LAUSR

Neoadjuvant therapy (NAT) treats early‐stage breast cancers, especially triple‐negative breast cancers (TNBCs). NAT improves pathological complete response (pCR) rates for different breast cancer patients. Recently, immune checkpoint inhibitors that target programmed death 1 (PD‐1) or programmed death ligand 1 (PD‐L1) in combination with NAT have shown antitumor activity in patients with early breast cancer. However, the tumor immune microenvironment (TME) in different subtypes of breast cancers, like TNBC, hormone receptor‐positive (HR+), and human epidermal growth factor receptor 2 amplified (HER2+) and its changes by NAT remain to be fully characterized. We analyzed pre‐NAT tumor biopsies from TNBC (n = 27), HR+ (n = 24), and HER2+ (n = 30) breast cancer patients who received NAT, followed by surgery. The different immune makers (PD‐1, PD‐L1, CD3, and CD8) of tumor‐infiltrating lymphocytes (TILs) were identified with immunofluorescence‐based microenvironment analysis.

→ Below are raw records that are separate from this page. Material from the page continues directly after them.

// SPDX-License-Identifier: AGPL-3.0-or-later
//
// Copyright (C) 2025 Daniel Negri
//
// This program is free software: you can redistribute it and/or modify
// it under the terms of the GNU Affero General Public License as published by
// the Free Software Foundation, either version 3 of the License, or
// (at your option) any later version.
//
// This program is distributed in the hope that it will be useful,
// but WITHOUT ANY WARRANTY; without even the implied warranty of
// MERCHANTABILITY or FITNESS FOR A PARTICULAR PURPOSE. See the
// GNU Affero General Public License for more details.
//
// You should have received a copy of the GNU Affero General Public License
// along with this program. If not, see <https://www.gnu.org/licenses/>.

//! HTTP adapter for the webhook engine.
//!
//! ## Endpoints
//!
//! - `POST /webhook/transactions` - Receive a purchase, reversal or refund event
//! - `GET /transactions` - List all purchases
//! - `GET /transactions/{id}` - Get a purchase by ID
//! - `GET /health` - Liveness probe
//!
//! ## Example Usage
//!
//! ```bash
//! curl -X POST http://localhost:8080/webhook/transactions \
//!   -H "Content-Type: application/json" \
//!   -d '{"id": "tx-1", "type": "PURCHASE", "status": "APPROVED",
//!        "amount": {"local": {"total": 10000, "currency": "BRL"}},
//!        "event": {"id": "evt-1", "created_at": "2025-01-01T00:00:00Z",
//!                  "idempotency_key": "idem-1"}}'
//!
//! curl http://localhost:8080/transactions/tx-1
//! ```

use crate::{Engine, ProcessResult, ProcessTransactionCommand, TransactionError};
use axum::{
    Json, Router,
    extract::{Path, State, rejection::JsonRejection},
    http::StatusCode,
    response::{IntoResponse, Response},
    routing::{get, post},
};
use chrono::{DateTime, Utc};
use serde::{Deserialize, Serialize};
use std::sync::Arc;

// === Request/Response DTOs ===

#[derive(Debug, Clone, Default, Serialize, Deserialize)]
#[serde(default)]
pub struct AmountView {
    pub total: i64,
    pub currency: String,
}

#[derive(Debug, Clone, Default, Serialize, Deserialize)]
#[serde(default)]
pub struct AmountRequest {
    pub local: AmountView,
    pub transaction: AmountView,
    pub settlement: AmountView,
    pub original: AmountView,
}

#[derive(Debug, Clone, Default, Serialize, Deserialize)]
#[serde(default)]
pub struct MerchantRequest {
    pub id: String,
    pub mcc: String,
    pub address: String,
    pub name: String,
    pub city: String,
    pub state: String,
}

#[derive(Debug, Clone, Default, Serialize, Deserialize)]
#[serde(default)]
pub struct EventRequest {
    pub id: String,
    pub created_at: String,
    pub idempotency_key: String,
}

/// Webhook payload as sent by the card processor.
#[derive(Debug, Clone, Default, Serialize, Deserialize)]
#[serde(default)]
pub struct WebhookRequest {
    pub id: String,
    #[serde(rename = "type")]
    pub transaction_type: String,
    pub status: String,
    pub amount: AmountRequest,
    pub merchant: MerchantRequest,
    pub event: EventRequest,
    pub original_transaction_id: String,
    pub user_id: String,
    pub card_id: String,
    pub country: String,
    pub currency: String,
    pub point_of_sale: String,
}

impl WebhookRequest {
    /// Converts the payload into an engine command.
    ///
    /// Rejects payloads missing the fields every event needs; domain rules
    /// are left to the engine.
    pub fn into_command(self) -> Result<ProcessTransactionCommand, String> {
        if self.id.is_empty() {
            return Err("id is required".to_string());
        }
        if self.transaction_type.is_empty() {
            return Err("type is required".to_string());
        }
        if self.event.id.is_empty() {
            return Err("event.id is required".to_string());
        }
        if self.event.idempotency_key.is_empty() {
            return Err("event.idempotency_key is required".to_string());
        }
        if self.status != "APPROVED" && self.status != "REJECTED" {
            return Err(format!(
                "status must be APPROVED or REJECTED, got: {:?}",
                self.status
            ));
        }

        let created_at = DateTime::parse_from_rfc3339(&self.event.created_at)
            .map_err(|e| format!("event.created_at must be RFC3339: {e}"))?
            .with_timezone(&Utc);

        Ok(ProcessTransactionCommand {
            transaction_id: self.id,
            transaction_type: self.transaction_type,
            transaction_status: self.status,
            original_transaction_id: self.original_transaction_id,
            local_amount: self.amount.local.total,
            local_currency: self.amount.local.currency,
            transaction_amount: self.amount.transaction.total,
            transaction_currency: self.amount.transaction.currency,
            settlement_amount: self.amount.settlement.total,
            settlement_currency: self.amount.settlement.currency,
            original_amount: self.amount.original.total,
            original_currency: self.amount.original.currency,
            merchant_id: self.merchant.id,
            merchant_mcc: self.merchant.mcc,
            merchant_address: self.merchant.address,
            merchant_name: self.merchant.name,
            merchant_city: self.merchant.city,
            merchant_state: self.merchant.state,
            event_id: self.event.id,
            event_created_at: created_at,
            idempotency_key: self.event.idempotency_key,
            user_id: self.user_id,
            card_id: self.card_id,
            country: self.country,
            currency: self.currency,
            point_of_sale: self.point_of_sale,
        })
    }
}

/// Response body for accepted events.
#[derive(Debug, Clone, Serialize, Deserialize)]
pub struct WebhookResponse {
    pub transaction_id: String,
    pub idempotent: bool,
    #[serde(default, skip_serializing_if = "String::is_empty")]
    pub message: String,
}

impl From<ProcessResult> for WebhookResponse {
    fn from(result: ProcessResult) -> Self {
        let message = if result.idempotent {
            "duplicate event, already processed"
        } else {
            "transaction processed"
        };
        Self {
            transaction_id: result.transaction_id,
            idempotent: result.idempotent,
            message: message.to_string(),
        }
    }
}

/// Response body for errors.
#[derive(Debug, Clone, Serialize, Deserialize)]
pub struct ErrorResponse {
    pub error: String,
    pub code: String,
}

// === Application State ===

/// Shared application state containing the webhook engine.
#[derive(Clone)]
pub struct AppState {
    pub engine: Arc<Engine>,
}

impl AppState {
    pub fn new(engine: Arc<Engine>) -> Self {
        Self { engine }
    }
}

// === Error Handling ===

/// Failures surfaced by the HTTP layer.
#[derive(Debug)]
pub enum AppError {
    /// Body is not valid JSON for a webhook.
    BadRequest(String),
    /// Body parsed but lacks required fields.
    Validation(String),
    Transaction(TransactionError),
}

impl From<TransactionError> for AppError {
    fn from(err: TransactionError) -> Self {
        AppError::Transaction(err)
    }
}

impl From<JsonRejection> for AppError {
    fn from(rejection: JsonRejection) -> Self {
        AppError::BadRequest(rejection.body_text())
    }
}

/// HTTP status for an engine error.
pub fn status_for(err: &TransactionError) -> StatusCode {
    match err {
        TransactionError::DuplicateIdempotencyKey(_) => StatusCode::OK,
        TransactionError::TransactionNotFound => StatusCode::NOT_FOUND,
        TransactionError::ExceedsOriginalAmount
        | TransactionError::PurchaseNotApproved
        | TransactionError::DuplicateTransactionID => StatusCode::CONFLICT,
        TransactionError::AmountOutOfRange | TransactionError::AmountOverflow => {
            StatusCode::UNPROCESSABLE_ENTITY
        }
        TransactionError::NegativeAmount
        | TransactionError::OriginalTransactionRequired
        | TransactionError::CurrencyMismatch { .. }
        | TransactionError::InvalidTransactionType(_)
        | TransactionError::InvalidInput(_) => StatusCode::BAD_REQUEST,
    }
}

fn error_response(status: StatusCode, error: String, code: &str) -> Response {
    (
        status,
        Json(ErrorResponse {
            error,
            code: code.to_string(),
        }),
    )
        .into_response()
}

impl IntoResponse for AppError {
    fn into_response(self) -> Response {
        match self {
            AppError::BadRequest(message) => {
                error_response(StatusCode::BAD_REQUEST, message, "BAD_REQUEST")
            }
            AppError::Validation(message) => {
                error_response(StatusCode::BAD_REQUEST, message, "VALIDATION_ERROR")
            }
            AppError::Transaction(TransactionError::DuplicateIdempotencyKey(existing)) => {
                Json(WebhookResponse::from(ProcessResult {
                    transaction_id: existing.0,
                    idempotent: true,
                }))
                .into_response()
            }
            AppError::Transaction(err) => error_response(status_for(&err), err.to_string(), err.code()),
        }
    }
}

// === Handlers ===

/// POST /webhook/transactions - Process a webhook event.
async fn receive_webhook(
    State(state): State<AppState>,
    payload: Result<Json<WebhookRequest>, JsonRejection>,
) -> Result<Json<WebhookResponse>, AppError> {
    let Json(request) = payload?;
    let command = request.into_command().map_err(AppError::Validation)?;
    let result = state.engine.process(command)?;
    Ok(Json(WebhookResponse::from(result)))
}

/// GET /transactions/{id} - Get a purchase by ID.
async fn get_transaction(
    State(state): State<AppState>,
    Path(id): Path<String>,
) -> Result<Response, AppError> {
    let purchase = state.engine.get_transaction(&id)?;
    Ok(Json(purchase).into_response())
}

/// GET /transactions - List all purchases.
async fn list_transactions(State(state): State<AppState>) -> Response {
    Json(state.engine.list_transactions()).into_response()
}

/// GET /health - Liveness probe.
async fn health() -> Json<serde_json::Value> {
    Json(serde_json::json!({ "status": "ok" }))
}

// === Router ===

pub fn create_router(state: AppState) -> Router {
    Router::new()
        .route("/webhook/transactions", post(receive_webhook))
        .route("/transactions", get(list_transactions))
        .route("/transactions/{id}", get(get_transaction))
        .route("/health", get(health))
        .with_state(state)
}

#[cfg(test)]
mod tests {
    use super::*;

    fn request() -> WebhookRequest {
        WebhookRequest {
            id: "tx-1".to_string(),
            transaction_type: "PURCHASE".to_string(),
            status: "APPROVED".to_string(),
            event: EventRequest {
                id: "evt-1".to_string(),
                created_at: "2025-03-01T12:00:00Z".to_string(),
                idempotency_key: "idem-1".to_string(),
            },
            ..WebhookRequest::default()
        }
    }

    #[test]
    fn converts_valid_payload() {
        let mut req = request();
        req.amount.local = AmountView {
            total: 10_000,
            currency: "BRL".to_string(),
        };
        req.original_transaction_id = "tx-0".to_string();

        let command = req.into_command().unwrap();
        assert_eq!(command.transaction_id, "tx-1");
        assert_eq!(command.local_amount, 10_000);
        assert_eq!(command.local_currency, "BRL");
        assert_eq!(command.original_transaction_id, "tx-0");
        assert_eq!(command.event_created_at.to_rfc3339(), "2025-03-01T12:00:00+00:00");
    }

    #[test]
    fn rejects_missing_required_fields() {
        let mut no_id = request();
        no_id.id.clear();
        assert_eq!(no_id.into_command().unwrap_err(), "id is required");

        let mut no_type = request();
        no_type.transaction_type.clear();
        assert_eq!(no_type.into_command().unwrap_err(), "type is required");

        let mut no_key = request();
        no_key.event.idempotency_key.clear();
        assert_eq!(
            no_key.into_command().unwrap_err(),
            "event.idempotency_key is required"
        );
    }

    #[test]
    fn rejects_unknown_status_and_bad_timestamp() {
        let mut bad_status = request();
        bad_status.status = "PENDING".to_string();
        assert!(bad_status.into_command().unwrap_err().starts_with("status must be"));

        let mut bad_time = request();
        bad_time.event.created_at = "yesterday".to_string();
        assert!(
            bad_time
                .into_command()
                .unwrap_err()
                .starts_with("event.created_at must be RFC3339")
        );
    }

    #[test]
    fn payload_fields_default_when_absent() {
        let req: WebhookRequest = serde_json::from_str(r#"{"id": "tx-1", "type": "REFUND"}"#).unwrap();
        assert_eq!(req.transaction_type, "REFUND");
        assert!(req.original_transaction_id.is_empty());
        assert_eq!(req.amount.local.total, 0);
    }

    #[test]
    fn error_status_codes() {
        assert_eq!(status_for(&TransactionError::TransactionNotFound), StatusCode::NOT_FOUND);
        assert_eq!(status_for(&TransactionError::ExceedsOriginalAmount), StatusCode::CONFLICT);
        assert_eq!(status_for(&TransactionError::PurchaseNotApproved), StatusCode::CONFLICT);
        assert_eq!(status_for(&TransactionError::DuplicateTransactionID), StatusCode::CONFLICT);
        assert_eq!(
            status_for(&TransactionError::AmountOutOfRange),
            StatusCode::UNPROCESSABLE_ENTITY
        );
        assert_eq!(status_for(&TransactionError::NegativeAmount), StatusCode::BAD_REQUEST);
        assert_eq!(
            status_for(&TransactionError::OriginalTransactionRequired),
            StatusCode::BAD_REQUEST
        );
    }
}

TILs within cancer parenchyma (iTILs) and in cancer stroma (sTILs) were counted separately. We found that PD‐L1+ cells in tumor and stroma were significantly higher in TNBC patients than in others. PD‐L1+ sTILs were significantly higher in pCR than in non‐pCR patients of all the subtypes. The infiltration scores of B‐cell memory, T‐cell CD4+ memory activated, T‐cell follicular helper, and Macrophage M0 and M1 were relatively higher in TNBC patients, indicating immunoreactive TME in TNBC. Analysis of TCGA‐BRCA RNA‐seq indicated that PD‐L1 was highly expressed in TNBC patients compared with HR+ and HER2+ patients. Higher PD‐L1 expression in TNBC patients was associated with significantly longer overall survival (OS). Our results demonstrated that PD‐L1 expression level of iTILs and sTILs is highest in TNBC among breast cancers. TNBC patients had significantly different immunoreactive TME compared with HR+ and HER2+ patients, suggesting potentially favorable outcomes for immunotherapy in these patients. Also, PD‐L1+ could be a powerful predictor of pCR in TNBC patients after NAT.